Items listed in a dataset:
============

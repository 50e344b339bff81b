// Copyright 2024 Cloud Hypervisor Authors. All rights reserved.
// SPDX-License-Identifier: Apache-2.0

//! Device State
//!
//! The mutable memory of the emulated device. Output and input reports
//! share one data cell: whatever was last written through WriteReport or
//! SetOutputReport is what the next input report carries, so the device
//! behaves as a loopback.

use super::descriptor::{DeviceAttributes, HIDMINI_PID, HIDMINI_VERSION, HIDMINI_VID};
use super::report::{ControlInfo, DeviceAttributesReport, InputReport};
use super::{HidError, Result};

#[derive(Clone, Debug, PartialEq, Eq)]
pub struct DeviceState {
    vendor_id: u16,
    product_id: u16,
    version_number: u16,
    /// Last output report data byte, also served as input report data
    data: u8,
}

impl Default for DeviceState {
    fn default() -> Self {
        Self::new()
    }
}

impl DeviceState {
    pub fn new() -> Self {
        Self {
            vendor_id: HIDMINI_VID,
            product_id: HIDMINI_PID,
            version_number: HIDMINI_VERSION,
            data: 0,
        }
    }

    pub fn vendor_id(&self) -> u16 {
        self.vendor_id
    }

    pub fn product_id(&self) -> u16 {
        self.product_id
    }

    pub fn version_number(&self) -> u16 {
        self.version_number
    }

    /// Last byte written by WriteReport or SetOutputReport
    pub fn last_output_byte(&self) -> u8 {
        self.data
    }

    /// Byte the next input report will carry
    pub fn last_input_byte(&self) -> u8 {
        self.data
    }

    pub fn set_output_byte(&mut self, data: u8) {
        self.data = data;
    }

    pub fn set_attributes(&mut self, vendor_id: u16, product_id: u16, version_number: u16) {
        self.vendor_id = vendor_id;
        self.product_id = product_id;
        self.version_number = version_number;
    }

    /// Record returned for GetDeviceAttributes
    pub fn device_attributes(&self) -> DeviceAttributes {
        DeviceAttributes::new(self.vendor_id, self.product_id, self.version_number)
    }

    /// Feature report returned for GetFeature
    pub fn attributes_report(&self) -> DeviceAttributesReport {
        DeviceAttributesReport {
            vendor_id: self.vendor_id,
            product_id: self.product_id,
            version_number: self.version_number,
        }
    }

    /// Input report built from the current data byte
    pub fn input_report(&self) -> InputReport {
        InputReport::new(self.data)
    }

    /// Apply a SetFeature control request.
    pub fn apply_control(&mut self, control: ControlInfo) -> Result<()> {
        match control {
            ControlInfo::SetAttributes {
                vendor_id,
                product_id,
                version_number,
            } => {
                self.set_attributes(vendor_id, product_id, version_number);
                Ok(())
            }
            ControlInfo::Dummy1 => Err(HidError::NotImplemented(
                "SetFeature control code DUMMY1".to_string(),
            )),
            ControlInfo::Dummy2 => Err(HidError::NotImplemented(
                "SetFeature control code DUMMY2".to_string(),
            )),
        }
    }
}

#[cfg(test)]
mod tests {
    use super::*;

    #[test]
    fn test_initial_state() {
        let state = DeviceState::new();
        assert_eq!(state.vendor_id(), 0xDEED);
        assert_eq!(state.product_id(), 0xFEED);
        assert_eq!(state.version_number(), 0x0101);
        assert_eq!(state.last_output_byte(), 0);
    }

    #[test]
    fn test_output_byte_loops_back() {
        let mut state = DeviceState::new();
        state.set_output_byte(0x42);
        assert_eq!(state.last_input_byte(), 0x42);
        assert_eq!(state.input_report(), InputReport::new(0x42));
    }

    #[test]
    fn test_apply_control() {
        let mut state = DeviceState::new();
        state
            .apply_control(ControlInfo::SetAttributes {
                vendor_id: 1,
                product_id: 2,
                version_number: 3,
            })
            .unwrap();
        assert_eq!(
            state.attributes_report(),
            DeviceAttributesReport {
                vendor_id: 1,
                product_id: 2,
                version_number: 3,
            }
        );

        let before = state.clone();
        assert!(matches!(
            state.apply_control(ControlInfo::Dummy1),
            Err(HidError::NotImplemented(_))
        ));
        assert!(matches!(
            state.apply_control(ControlInfo::Dummy2),
            Err(HidError::NotImplemented(_))
        ));
        assert_eq!(state, before);
    }
}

============

* **How to complete this task**
Write out every entry exactly as it appears.

* **Solution to the problem**
repository 50e344b339bff81b
// Copyright 2024 Cloud Hypervisor Authors. All rights reserved.
// SPDX-License-Identifier: Apache-2.0

//! Device State
//!
//! The mutable memory of the emulated device. Output and input reports
//! share one data cell: whatever was last written through WriteReport or
//! SetOutputReport is what the next input report carries, so the device
//! behaves as a loopback.

use super::descriptor::{DeviceAttributes, HIDMINI_PID, HIDMINI_VERSION, HIDMINI_VID};
use super::report::{ControlInfo, DeviceAttributesReport, InputReport};
use super::{HidError, Result};

#[derive(Clone, Debug, PartialEq, Eq)]
pub struct DeviceState {
    vendor_id: u16,
    product_id: u16,
    version_number: u16,
    /// Last output report data byte, also served as input report data
    data: u8,
}

impl Default for DeviceState {
    fn default() -> Self {
        Self::new()
    }
}

impl DeviceState {
    pub fn new() -> Self {
        Self {
            vendor_id: HIDMINI_VID,
            product_id: HIDMINI_PID,
            version_number: HIDMINI_VERSION,
            data: 0,
        }
    }

    pub fn vendor_id(&self) -> u16 {
        self.vendor_id
    }

    pub fn product_id(&self) -> u16 {
        self.product_id
    }

    pub fn version_number(&self) -> u16 {
        self.version_number
    }

    /// Last byte written by WriteReport or SetOutputReport
    pub fn last_output_byte(&self) -> u8 {
        self.data
    }

    /// Byte the next input report will carry
    pub fn last_input_byte(&self) -> u8 {
        self.data
    }

    pub fn set_output_byte(&mut self, data: u8) {
        self.data = data;
    }

    pub fn set_attributes(&mut self, vendor_id: u16, product_id: u16, version_number: u16) {
        self.vendor_id = vendor_id;
        self.product_id = product_id;
        self.version_number = version_number;
    }

    /// Record returned for GetDeviceAttributes
    pub fn device_attributes(&self) -> DeviceAttributes {
        DeviceAttributes::new(self.vendor_id, self.product_id, self.version_number)
    }

    /// Feature report returned for GetFeature
    pub fn attributes_report(&self) -> DeviceAttributesReport {
        DeviceAttributesReport {
            vendor_id: self.vendor_id,
            product_id: self.product_id,
            version_number: self.version_number,
        }
    }

    /// Input report built from the current data byte
    pub fn input_report(&self) -> InputReport {
        InputReport::new(self.data)
    }

    /// Apply a SetFeature control request.
    pub fn apply_control(&mut self, control: ControlInfo) -> Result<()> {
        match control {
            ControlInfo::SetAttributes {
                vendor_id,
                product_id,
                version_number,
            } => {
                self.set_attributes(vendor_id, product_id, version_number);
                Ok(())
            }
            ControlInfo::Dummy1 => Err(HidError::NotImplemented(
                "SetFeature control code DUMMY1".to_string(),
            )),
            ControlInfo::Dummy2 => Err(HidError::NotImplemented(
                "SetFeature control code DUMMY2".to_string(),
            )),
        }
    }
}

#[cfg(test)]
mod tests {
    use super::*;

    #[test]
    fn test_initial_state() {
        let state = DeviceState::new();
        assert_eq!(state.vendor_id(), 0xDEED);
        assert_eq!(state.product_id(), 0xFEED);
        assert_eq!(state.version_number(), 0x0101);
        assert_eq!(state.last_output_byte(), 0);
    }

    #[test]
    fn test_output_byte_loops_back() {
        let mut state = DeviceState::new();
        state.set_output_byte(0x42);
        assert_eq!(state.last_input_byte(), 0x42);
        assert_eq!(state.input_report(), InputReport::new(0x42));
    }

    #[test]
    fn test_apply_control() {
        let mut state = DeviceState::new();
        state
            .apply_control(ControlInfo::SetAttributes {
                vendor_id: 1,
                product_id: 2,
                version_number: 3,
            })
            .unwrap();
        assert_eq!(
            state.attributes_report(),
            DeviceAttributesReport {
                vendor_id: 1,
                product_id: 2,
                version_number: 3,
            }
        );

        let before = state.clone();
        assert!(matches!(
            state.apply_control(ControlInfo::Dummy1),
            Err(HidError::NotImplemented(_))
        ));
        assert!(matches!(
            state.apply_control(ControlInfo::Dummy2),
            Err(HidError::NotImplemented(_))
        ));
        assert_eq!(state, before);
    }
}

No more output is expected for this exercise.